Coal Mining Area Shaped Into Solar Town (page 2)
Output lowered due to restriction by 'bank reverse power flow'
Two meetings for local residents in summer, winter
SB Energy, which had been in talks with Tetsugen from a relatively early stage, rented part (about 35,000m2) of the land in Takesaki District from Tetsugen and constructed the large-scale solar power plant. When choosing an EPC (engineering, procurement and construction) contractor, SB Energy examined proposals from several companies before finally choosing Mitsubishi Electric Corp.
"Mitsubishi was most attractive from an all-round perspective including not only cost but also facility performance," said Ippei Yuki, general manager, Engineering Department, SB Energy.
Deploying a single crystal silicon solar panel manufactured by Mitsubishi Electric and a PV inverter manufactured by Toshiba Mitsubishi-Electric Industrial Systems Corp (TMEIC), its proposal was highly reliable. Operation and maintenance after completion is also carried out by Mitsubishi Electric in cooperation with Mitsubishi Electric Plant Engineering Corp.
Mitsubishi Electric also constructed the mounting systems. It intentionally did not make the slightly rough land surface even, setting the height of the mounted panels horizontal instead by arranging the length of the mounting system’s legs. There was also concern about corrosion caused by salty wind along the shore.
"Having undertaken in-depth discussions, we applied measures against salt damage," Yuki said.

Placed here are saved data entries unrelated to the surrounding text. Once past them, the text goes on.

//! Saga error types.

use std::time::Duration;

use common::{CorrelationId, IdGeneratorError, OrderId, VariantId};
use domain::{Money, OrderError, OrderStatus};
use order_store::OrderStoreError;
use thiserror::Error;

/// Failure of a call to a remote collaborator (inventory, cart).
#[derive(Debug, Error)]
pub enum ServiceError {
    /// The call did not finish before its deadline.
    #[error("{service}.{operation} timed out after {timeout:?}")]
    Timeout {
        service: &'static str,
        operation: &'static str,
        timeout: Duration,
    },

    /// The service answered and refused the request.
    #[error("{service}.{operation} rejected: {message}")]
    Rejected {
        service: &'static str,
        operation: &'static str,
        message: String,
    },

    /// The request never got a usable answer.
    #[error("{service}.{operation} transport error: {source}")]
    Transport {
        service: &'static str,
        operation: &'static str,
        #[source]
        source: reqwest::Error,
    },
}

/// Failure of a call to the order store.
#[derive(Debug, Error)]
pub enum StoreCallError {
    /// The store returned an error.
    #[error(transparent)]
    Store(#[from] OrderStoreError),

    /// The store call did not finish before its deadline.
    #[error("Order store call timed out after {0:?}")]
    Timeout(Duration),
}

/// Errors returned by order placement.
///
/// Validation and availability errors describe what to change in the request.
/// The remaining variants are internal failures; callers see only
/// [`PlaceOrderError::public_message`] for them.
#[derive(Debug, Error)]
pub enum PlaceOrderError {
    /// The request itself is malformed (empty, zero quantity, overflowing amounts).
    #[error("Invalid order request: {0}")]
    Invalid(#[from] OrderError),

    /// At least one requested variant no longer exists.
    #[error("Products unavailable: requested {requested} variants, found {found}")]
    ProductUnavailable {
        requested: usize,
        found: usize,
        missing: Vec<VariantId>,
    },

    /// The pricing snapshot shows too little stock for a variant.
    #[error("Insufficient stock for variant {variant_id}: requested {requested}, available {available}")]
    InsufficientStock {
        variant_id: VariantId,
        requested: u32,
        available: u32,
    },

    /// The snapshot query to the inventory service failed.
    #[error("Pricing lookup failed (ref {correlation_id}): {source}")]
    PricingUnavailable {
        correlation_id: CorrelationId,
        #[source]
        source: ServiceError,
    },

    /// The inventory service did not grant the reservation.
    #[error("Stock reservation failed (ref {correlation_id}): {source}")]
    StockReservationFailed {
        correlation_id: CorrelationId,
        #[source]
        source: ServiceError,
    },

    /// No order id could be issued after stock was reserved.
    #[error("Order id generation failed (ref {correlation_id}, reservation released: {compensated}): {source}")]
    IdGenerationFailed {
        correlation_id: CorrelationId,
        compensated: bool,
        #[source]
        source: IdGeneratorError,
    },

    /// The durable order write failed after stock was reserved.
    #[error("Order {order_id} could not be persisted (ref {correlation_id}, reservation released: {compensated}): {source}")]
    OrderPersistFailed {
        correlation_id: CorrelationId,
        order_id: OrderId,
        compensated: bool,
        #[source]
        source: StoreCallError,
    },
}

impl PlaceOrderError {
    /// Returns true if the caller can fix the request and retry.
    pub fn is_client_error(&self) -> bool {
        matches!(
            self,
            PlaceOrderError::Invalid(_)
                | PlaceOrderError::ProductUnavailable { .. }
                | PlaceOrderError::InsufficientStock { .. }
        )
    }

    /// Returns the correlation id for internal failures.
    pub fn correlation_id(&self) -> Option<CorrelationId> {
        match self {
            PlaceOrderError::PricingUnavailable { correlation_id, .. }
            | PlaceOrderError::StockReservationFailed { correlation_id, .. }
            | PlaceOrderError::IdGenerationFailed { correlation_id, .. }
            | PlaceOrderError::OrderPersistFailed { correlation_id, .. } => Some(*correlation_id),
            _ => None,
        }
    }

    /// Returns true if the reservation was left held and needs manual
    /// reconciliation against the order table.
    pub fn orphaned_reservation(&self) -> bool {
        matches!(
            self,
            PlaceOrderError::IdGenerationFailed {
                compensated: false,
                ..
            } | PlaceOrderError::OrderPersistFailed {
                compensated: false,
                ..
            }
        )
    }

    /// Message safe to show to the caller.
    ///
    /// Client errors are returned verbatim. Internal failures never expose
    /// inventory or storage details, only the correlation id.
    pub fn public_message(&self) -> String {
        match self.correlation_id() {
            Some(correlation_id) => {
                format!("Order could not be placed, please try again later (ref {correlation_id})")
            }
            None => self.to_string(),
        }
    }

    /// Short label used for metrics.
    pub fn kind(&self) -> &'static str {
        match self {
            PlaceOrderError::Invalid(_) => "invalid_request",
            PlaceOrderError::ProductUnavailable { .. } => "product_unavailable",
            PlaceOrderError::InsufficientStock { .. } => "insufficient_stock",
            PlaceOrderError::PricingUnavailable { .. } => "pricing_unavailable",
            PlaceOrderError::StockReservationFailed { .. } => "stock_reservation_failed",
            PlaceOrderError::IdGenerationFailed { .. } => "id_generation_failed",
            PlaceOrderError::OrderPersistFailed { .. } => "order_persist_failed",
        }
    }
}

/// Errors returned by the payment flows.
#[derive(Debug, Error)]
pub enum PaymentError {
    /// The notification signature is missing or wrong.
    #[error("Invalid payment notification signature: {0}")]
    InvalidSignature(String),

    /// The notification is signed but lacks required fields.
    #[error("Malformed payment notification: {0}")]
    MalformedNotification(String),

    /// The order does not exist.
    #[error("Order not found: {0}")]
    OrderNotFound(OrderId),

    /// The order cannot be paid by this user in its current status.
    #[error("Order {order_id} cannot be paid: {reason} (status {status})")]
    InvalidOrderState {
        order_id: OrderId,
        status: OrderStatus,
        reason: &'static str,
    },

    /// The gateway reports a different amount than the order expects.
    #[error("Payment amount mismatch for order {order_id}: expected {expected}, received {received}")]
    PaymentAmountMismatch {
        order_id: OrderId,
        expected: Money,
        received: Money,
    },

    /// The payment adapter could not build a request.
    #[error("Payment gateway error: {0}")]
    Gateway(String),

    /// A payment adapter call did not finish before its deadline.
    #[error("Payment adapter {operation} timed out after {timeout:?}")]
    Timeout {
        operation: &'static str,
        timeout: Duration,
    },

    /// Reading or updating the order failed.
    #[error("Order store error: {0}")]
    Store(#[from] StoreCallError),
}

#[cfg(test)]
mod tests {
    use super::*;

    #[test]
    fn test_client_errors_keep_details() {
        let err = PlaceOrderError::InsufficientStock {
            variant_id: VariantId::new(1001),
            requested: 200,
            available: 99,
        };
        assert!(err.is_client_error());
        assert!(err.correlation_id().is_none());
        assert!(err.public_message().contains("1001"));
        assert_eq!(err.kind(), "insufficient_stock");
    }

    #[test]
    fn test_internal_errors_hide_details() {
        let correlation_id = CorrelationId::new();
        let err = PlaceOrderError::StockReservationFailed {
            correlation_id,
            source: ServiceError::Rejected {
                service: "inventory",
                operation: "reserve_stock",
                message: "warehouse 7 locked by batch job".to_string(),
            },
        };
        assert!(!err.is_client_error());
        let message = err.public_message();
        assert!(message.contains(&correlation_id.to_string()));
        assert!(!message.contains("warehouse"));
        assert!(err.to_string().contains("warehouse"));
    }

    #[test]
    fn test_orphaned_reservation_flag() {
        let err = PlaceOrderError::OrderPersistFailed {
            correlation_id: CorrelationId::new(),
            order_id: OrderId::new(1),
            compensated: false,
            source: StoreCallError::Timeout(Duration::from_secs(1)),
        };
        assert!(err.orphaned_reservation());

        let err = PlaceOrderError::OrderPersistFailed {
            correlation_id: CorrelationId::new(),
            order_id: OrderId::new(1),
            compensated: true,
            source: StoreCallError::Timeout(Duration::from_secs(1)),
        };
        assert!(!err.orphaned_reservation());
    }
}
//! Application configuration loaded from environment variables.

use std::str::FromStr;
use std::time::Duration;

use common::DEFAULT_EPOCH_MS;
use domain::Money;
use order_saga::{OrchestratorConfig, PaymentGatewayConfig};
use thiserror::Error;
use url::Url;

/// Errors raised while turning configuration into component settings.
#[derive(Debug, Error)]
pub enum ConfigError {
    #[error("Invalid URL in {var}: {source}")]
    InvalidUrl {
        var: &'static str,
        #[source]
        source: url::ParseError,
    },
}

/// Server configuration with sensible defaults.
///
/// Reads from environment variables:
/// - `HOST`: bind address (default: `"0.0.0.0"`)
/// - `PORT`: listen port (default: `3000`)
/// - `RUST_LOG`: tracing filter directive (default: `"info"`)
/// - `DATABASE_URL`: PostgreSQL connection string; in-memory store when unset
/// - `INVENTORY_URL`, `CART_URL`: remote services; in-memory demo services when unset
/// - `PAYMENT_GATEWAY_URL`, `PAYMENT_APP_ID`, `PAYMENT_SECRET`,
///   `PAYMENT_NOTIFY_URL`, `PAYMENT_RETURN_URL`: payment gateway settings
/// - `WORKER_ID`: order id worker number, 0..=1023 (default: `0`)
/// - `ID_EPOCH_MS`: order id epoch in Unix milliseconds (default: 2024-01-01)
/// - `CALL_TIMEOUT_MS`: deadline for every remote call (default: `3000`)
/// - `SHIPPING_FEE`: flat shipping fee in minor units (default: `0`)
#[derive(Debug, Clone)]
pub struct Config {
    pub host: String,
    pub port: u16,
    pub log_level: String,
    pub database_url: Option<String>,
    pub inventory_url: Option<String>,
    pub cart_url: Option<String>,
    pub payment_gateway_url: String,
    pub payment_app_id: String,
    pub payment_secret: String,
    pub payment_notify_url: String,
    pub payment_return_url: String,
    pub worker_id: u16,
    pub id_epoch_ms: u64,
    pub call_timeout_ms: u64,
    pub shipping_fee: i64,
}

impl Config {
    /// Loads configuration from environment variables, falling back to defaults.
    pub fn from_env() -> Self {
        Self::from_lookup(|name| std::env::var(name).ok())
    }

    /// Loads configuration from an arbitrary variable source.
    pub fn from_lookup(lookup: impl Fn(&str) -> Option<String>) -> Self {
        let defaults = Self::default();
        let string = |name: &str, default: String| lookup(name).unwrap_or(default);
        let optional = |name: &str| lookup(name).filter(|v| !v.trim().is_empty());

        Self {
            host: string("HOST", defaults.host),
            port: parsed(&lookup, "PORT", defaults.port),
            log_level: string("RUST_LOG", defaults.log_level),
            database_url: optional("DATABASE_URL"),
            inventory_url: optional("INVENTORY_URL"),
            cart_url: optional("CART_URL"),
            payment_gateway_url: string("PAYMENT_GATEWAY_URL", defaults.payment_gateway_url),
            payment_app_id: string("PAYMENT_APP_ID", defaults.payment_app_id),
            payment_secret: string("PAYMENT_SECRET", defaults.payment_secret),
            payment_notify_url: string("PAYMENT_NOTIFY_URL", defaults.payment_notify_url),
            payment_return_url: string("PAYMENT_RETURN_URL", defaults.payment_return_url),
            worker_id: parsed(&lookup, "WORKER_ID", defaults.worker_id),
            id_epoch_ms: parsed(&lookup, "ID_EPOCH_MS", defaults.id_epoch_ms),
            call_timeout_ms: parsed(&lookup, "CALL_TIMEOUT_MS", defaults.call_timeout_ms),
            shipping_fee: parsed(&lookup, "SHIPPING_FEE", defaults.shipping_fee),
        }
    }

    /// Returns the `"host:port"` bind address string.
    pub fn addr(&self) -> String {
        format!("{}:{}", self.host, self.port)
    }

    /// Returns the deadline applied to remote calls.
    pub fn call_timeout(&self) -> Duration {
        Duration::from_millis(self.call_timeout_ms)
    }

    /// Builds the orchestrator settings.
    pub fn orchestrator_config(&self) -> OrchestratorConfig {
        OrchestratorConfig {
            call_timeout: self.call_timeout(),
            shipping_fee: Money::from_minor(self.shipping_fee),
        }
    }

    /// Builds the payment gateway settings.
    pub fn payment_gateway_config(&self) -> Result<PaymentGatewayConfig, ConfigError> {
        let gateway_url =
            Url::parse(&self.payment_gateway_url).map_err(|source| ConfigError::InvalidUrl {
                var: "PAYMENT_GATEWAY_URL",
                source,
            })?;
        Ok(PaymentGatewayConfig {
            gateway_url,
            app_id: self.payment_app_id.clone(),
            secret: self.payment_secret.clone(),
            notify_url: self.payment_notify_url.clone(),
            return_url: self.payment_return_url.clone(),
        })
    }
}

fn parsed<T: FromStr>(lookup: &impl Fn(&str) -> Option<String>, name: &str, default: T) -> T {
    lookup(name).and_then(|v| v.parse().ok()).unwrap_or(default)
}

impl Default for Config {
    fn default() -> Self {
        Self {
            host: "0.0.0.0".to_string(),
            port: 3000,
            log_level: "info".to_string(),
            database_url: None,
            inventory_url: None,
            cart_url: None,
            payment_gateway_url: "https://pay.example.com/gateway".to_string(),
            payment_app_id: "dev-app".to_string(),
            payment_secret: "dev-secret".to_string(),
            payment_notify_url: "http://localhost:3000/payments/notify".to_string(),
            payment_return_url: "http://localhost:3000/".to_string(),
            worker_id: 0,
            id_epoch_ms: DEFAULT_EPOCH_MS,
            call_timeout_ms: 3_000,
            shipping_fee: 0,
        }
    }
}

#[cfg(test)]
mod tests {
    use std::collections::HashMap;

    use super::*;

    fn lookup(vars: &[(&str, &str)]) -> impl Fn(&str) -> Option<String> {
        let vars: HashMap<String, String> = vars
            .iter()
            .map(|(k, v)| (k.to_string(), v.to_string()))
            .collect();
        move |name| vars.get(name).cloned()
    }

    #[test]
    fn test_default_values() {
        let config = Config::default();
        assert_eq!(config.host, "0.0.0.0");
        assert_eq!(config.port, 3000);
        assert_eq!(config.log_level, "info");
        assert!(config.database_url.is_none());
        assert_eq!(config.call_timeout(), Duration::from_secs(3));
    }

    #[test]
    fn test_addr_formatting() {
        let config = Config {
            host: "127.0.0.1".to_string(),
            port: 8080,
            ..Config::default()
        };
        assert_eq!(config.addr(), "127.0.0.1:8080");
    }

    #[test]
    fn test_values_from_lookup() {
        let config = Config::from_lookup(lookup(&[
            ("PORT", "8081"),
            ("DATABASE_URL", "postgres://localhost/orders"),
            ("INVENTORY_URL", ""),
            ("WORKER_ID", "17"),
            ("CALL_TIMEOUT_MS", "250"),
            ("SHIPPING_FEE", "800"),
        ]));

        assert_eq!(config.port, 8081);
        assert_eq!(config.database_url.as_deref(), Some("postgres://localhost/orders"));
        assert!(config.inventory_url.is_none());
        assert_eq!(config.worker_id, 17);

        let orchestrator = config.orchestrator_config();
        assert_eq!(orchestrator.call_timeout, Duration::from_millis(250));
        assert_eq!(orchestrator.shipping_fee, Money::from_minor(800));
    }

    #[test]
    fn test_unparsable_values_fall_back_to_defaults() {
        let config = Config::from_lookup(lookup(&[("PORT", "eighty"), ("WORKER_ID", "-1")]));
        assert_eq!(config.port, 3000);
        assert_eq!(config.worker_id, 0);
    }

    #[test]
    fn test_invalid_gateway_url() {
        let config = Config {
            payment_gateway_url: "not a url".to_string(),
            ..Config::default()
        };
        assert!(matches!(
            config.payment_gateway_config(),
            Err(ConfigError::InvalidUrl { .. })
        ));
    }
}
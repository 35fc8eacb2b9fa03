//! Shared identifiers for the order services.
//!
//! Numeric ids are 64-bit and assigned by the owning service. Order ids come
//! from [`SnowflakeGenerator`], which is constructed once per process and
//! injected wherever new orders are created.

pub mod id_generator;
pub mod types;

pub use id_generator::{
    DEFAULT_EPOCH_MS, IdGenerator, IdGeneratorError, MAX_WORKER_ID, SnowflakeGenerator,
};
pub use types::{CorrelationId, OrderId, ProductId, UserId, VariantId};
//! Order status state machine.

use serde::{Deserialize, Serialize};

use super::OrderError;

/// The status of an order in its lifecycle.
///
/// State transitions:
/// ```text
/// AwaitingPayment ──► AwaitingShipment ──► Shipped ──► Completed
///        │                   │
///        └───────────────────┴──► Cancelled
/// ```
///
/// The order service itself only performs `AwaitingPayment ──► AwaitingShipment`,
/// driven by a verified payment notification. The remaining edges belong to
/// the shipping and after-sales services.
#[derive(Debug, Clone, Copy, PartialEq, Eq, Hash, Serialize, Deserialize, Default)]
pub enum OrderStatus {
    /// Order is durably recorded and stock is reserved; waiting for payment.
    #[default]
    AwaitingPayment,

    /// Payment confirmed, waiting for the warehouse.
    AwaitingShipment,

    /// Handed over to the carrier.
    Shipped,

    /// Delivered and closed (terminal state).
    Completed,

    /// Order was cancelled (terminal state).
    Cancelled,
}

impl OrderStatus {
    /// Returns the persisted status code.
    pub fn code(&self) -> i16 {
        match self {
            OrderStatus::Cancelled => 0,
            OrderStatus::AwaitingPayment => 10,
            OrderStatus::AwaitingShipment => 20,
            OrderStatus::Shipped => 40,
            OrderStatus::Completed => 50,
        }
    }

    /// Maps a persisted status code back to a status.
    pub fn from_code(code: i16) -> Result<Self, OrderError> {
        match code {
            0 => Ok(OrderStatus::Cancelled),
            10 => Ok(OrderStatus::AwaitingPayment),
            20 => Ok(OrderStatus::AwaitingShipment),
            40 => Ok(OrderStatus::Shipped),
            50 => Ok(OrderStatus::Completed),
            other => Err(OrderError::UnknownStatus(other)),
        }
    }

    /// Returns true if a payment can be started or confirmed in this status.
    pub fn can_pay(&self) -> bool {
        matches!(self, OrderStatus::AwaitingPayment)
    }

    /// Returns true if `self ──► next` is an edge of the state machine.
    pub fn can_transition_to(&self, next: OrderStatus) -> bool {
        matches!(
            (self, next),
            (OrderStatus::AwaitingPayment, OrderStatus::AwaitingShipment)
                | (OrderStatus::AwaitingShipment, OrderStatus::Shipped)
                | (OrderStatus::Shipped, OrderStatus::Completed)
                | (OrderStatus::AwaitingPayment, OrderStatus::Cancelled)
                | (OrderStatus::AwaitingShipment, OrderStatus::Cancelled)
        )
    }

    /// Returns the status name as a string.
    pub fn as_str(&self) -> &'static str {
        match self {
            OrderStatus::AwaitingPayment => "AwaitingPayment",
            OrderStatus::AwaitingShipment => "AwaitingShipment",
            OrderStatus::Shipped => "Shipped",
            OrderStatus::Completed => "Completed",
            OrderStatus::Cancelled => "Cancelled",
        }
    }
}

impl std::fmt::Display for OrderStatus {
    fn fmt(&self, f: &mut std::fmt::Formatter<'_>) -> std::fmt::Result {
        write!(f, "{}", self.as_str())
    }
}

#[cfg(test)]
mod tests {
    use super::*;

    const ALL: [OrderStatus; 5] = [
        OrderStatus::AwaitingPayment,
        OrderStatus::AwaitingShipment,
        OrderStatus::Shipped,
        OrderStatus::Completed,
        OrderStatus::Cancelled,
    ];

    #[test]
    fn test_default_status_is_awaiting_payment() {
        assert_eq!(OrderStatus::default(), OrderStatus::AwaitingPayment);
    }

    #[test]
    fn test_status_codes_are_stable() {
        for status in ALL {
            assert_eq!(OrderStatus::from_code(status.code()).unwrap(), status);
        }
        assert_eq!(OrderStatus::AwaitingPayment.code(), 10);
        assert_eq!(OrderStatus::AwaitingShipment.code(), 20);
        assert_eq!(
            OrderStatus::from_code(7),
            Err(OrderError::UnknownStatus(7))
        );
    }

    #[test]
    fn test_only_awaiting_payment_can_pay() {
        assert!(OrderStatus::AwaitingPayment.can_pay());
        assert!(!OrderStatus::AwaitingShipment.can_pay());
        assert!(!OrderStatus::Shipped.can_pay());
        assert!(!OrderStatus::Completed.can_pay());
        assert!(!OrderStatus::Cancelled.can_pay());
    }

    #[test]
    fn test_transitions() {
        assert!(OrderStatus::AwaitingPayment.can_transition_to(OrderStatus::AwaitingShipment));
        assert!(!OrderStatus::AwaitingShipment.can_transition_to(OrderStatus::AwaitingPayment));
        assert!(!OrderStatus::AwaitingPayment.can_transition_to(OrderStatus::Shipped));
        assert!(!OrderStatus::Completed.can_transition_to(OrderStatus::Cancelled));
        assert!(!OrderStatus::Cancelled.can_transition_to(OrderStatus::AwaitingPayment));
    }

    #[test]
    fn test_display() {
        assert_eq!(OrderStatus::AwaitingPayment.to_string(), "AwaitingPayment");
        assert_eq!(OrderStatus::AwaitingShipment.to_string(), "AwaitingShipment");
        assert_eq!(OrderStatus::Cancelled.to_string(), "Cancelled");
    }
}
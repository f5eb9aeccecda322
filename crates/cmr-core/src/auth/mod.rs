//! Authentication and session domain.
//!
//! Holds the current user identity, the demo credential allow-list,
//! the session persistence boundary, and the route guard that gates
//! the protected views.

pub mod allow_list;
pub mod guard;
pub mod model;
pub mod repository;
pub mod service;

pub use allow_list::{Credential, default_credentials, find_user};
pub use guard::{Route, RouteDecision};
pub use model::{Role, User};
pub use repository::SessionRepository;
pub use service::{AuthService, AuthSnapshot, LoginOutcome};
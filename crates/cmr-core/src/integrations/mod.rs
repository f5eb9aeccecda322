//! External-service integration toggles.
//!
//! Entirely cosmetic: nothing is contacted. Connecting simulates a
//! fixed delay at the command layer and then flips the flag;
//! disconnecting is immediate.

use std::time::Duration;

use serde::{Deserialize, Serialize};

/// Fixed delay modeling the connection handshake.
pub const CONNECT_DELAY: Duration = Duration::from_millis(1500);

#[derive(Debug, Clone, PartialEq, Serialize, Deserialize)]
#[serde(rename_all = "camelCase")]
pub struct Integration {
    pub name: String,
    pub description: String,
    pub connected: bool,
    pub last_sync: Option<String>,
}

fn integration(name: &str, description: &str, connected: bool, last_sync: Option<&str>) -> Integration {
    Integration {
        name: name.to_string(),
        description: description.to_string(),
        connected,
        last_sync: last_sync.map(str::to_string),
    }
}

/// Returns the demo integration panel entries.
pub fn default_integrations() -> Vec<Integration> {
    vec![
        integration(
            "Google Workspace",
            "Connect to Gmail, Drive, Calendar and Docs",
            true,
            Some("Today at 2:30 PM"),
        ),
        integration(
            "QuickBooks",
            "Connect to your accounting and bookkeeping",
            false,
            None,
        ),
        integration(
            "Xero",
            "Connect to Xero accounting platform",
            false,
            None,
        ),
        integration(
            "Microsoft 365",
            "Connect to OneDrive, Outlook and Office",
            true,
            Some("Yesterday at 6:15 PM"),
        ),
    ]
}

#[cfg(test)]
mod tests {
    use super::*;

    #[test]
    fn test_fixture_shape() {
        let integrations = default_integrations();
        assert_eq!(integrations.len(), 4);
        assert_eq!(integrations.iter().filter(|i| i.connected).count(), 2);
        assert!(
            integrations
                .iter()
                .filter(|i| !i.connected)
                .all(|i| i.last_sync.is_none())
        );
    }
}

As for the solar panels, a highly weatherproof type was selected. TMEIC’s PV inverters are highly resistant to salt damage because they are housed in a tightly sealed chassis and air-conditioned to block outside air. However, part of the peripheral facilities including voltage inverters are exposed to the outside air. So, they are all housed in filters to prevent salt damage.
SB Energy provided explanatory meetings for the local residents while working out the details of the project. Located near a residential area, Takesaki District, which runs alongside a road, can be seen by the residents. Based on these circumstances, SB Energy first explained the project outline during the Koyagimachi residents’ association meeting in summer 2012. In winter, when the details of the project were determined, SB Energy held another meeting directly calling for participation of the residents, instead of exploiting a community meeting.
"Other large-scale solar power plants also have meetings for local residents in tandem with local government and residents’ associations," said Shunichi Ojima, general manager, Regional Liaison Department, Domestic Business Division, SB Energy. "In the case of Koyagimachi, after having discussions with the residents’ association, we decided to hold two meetings so more residents could join."
At the meetings, the company explained that the solar panels would not reflect the sun onto the houses as they would be installed to face the sea and that the company would regularly undertake weeding, instead of using herbicide, to prevent weeds. According to SB Energy, no objections were raised by the participants.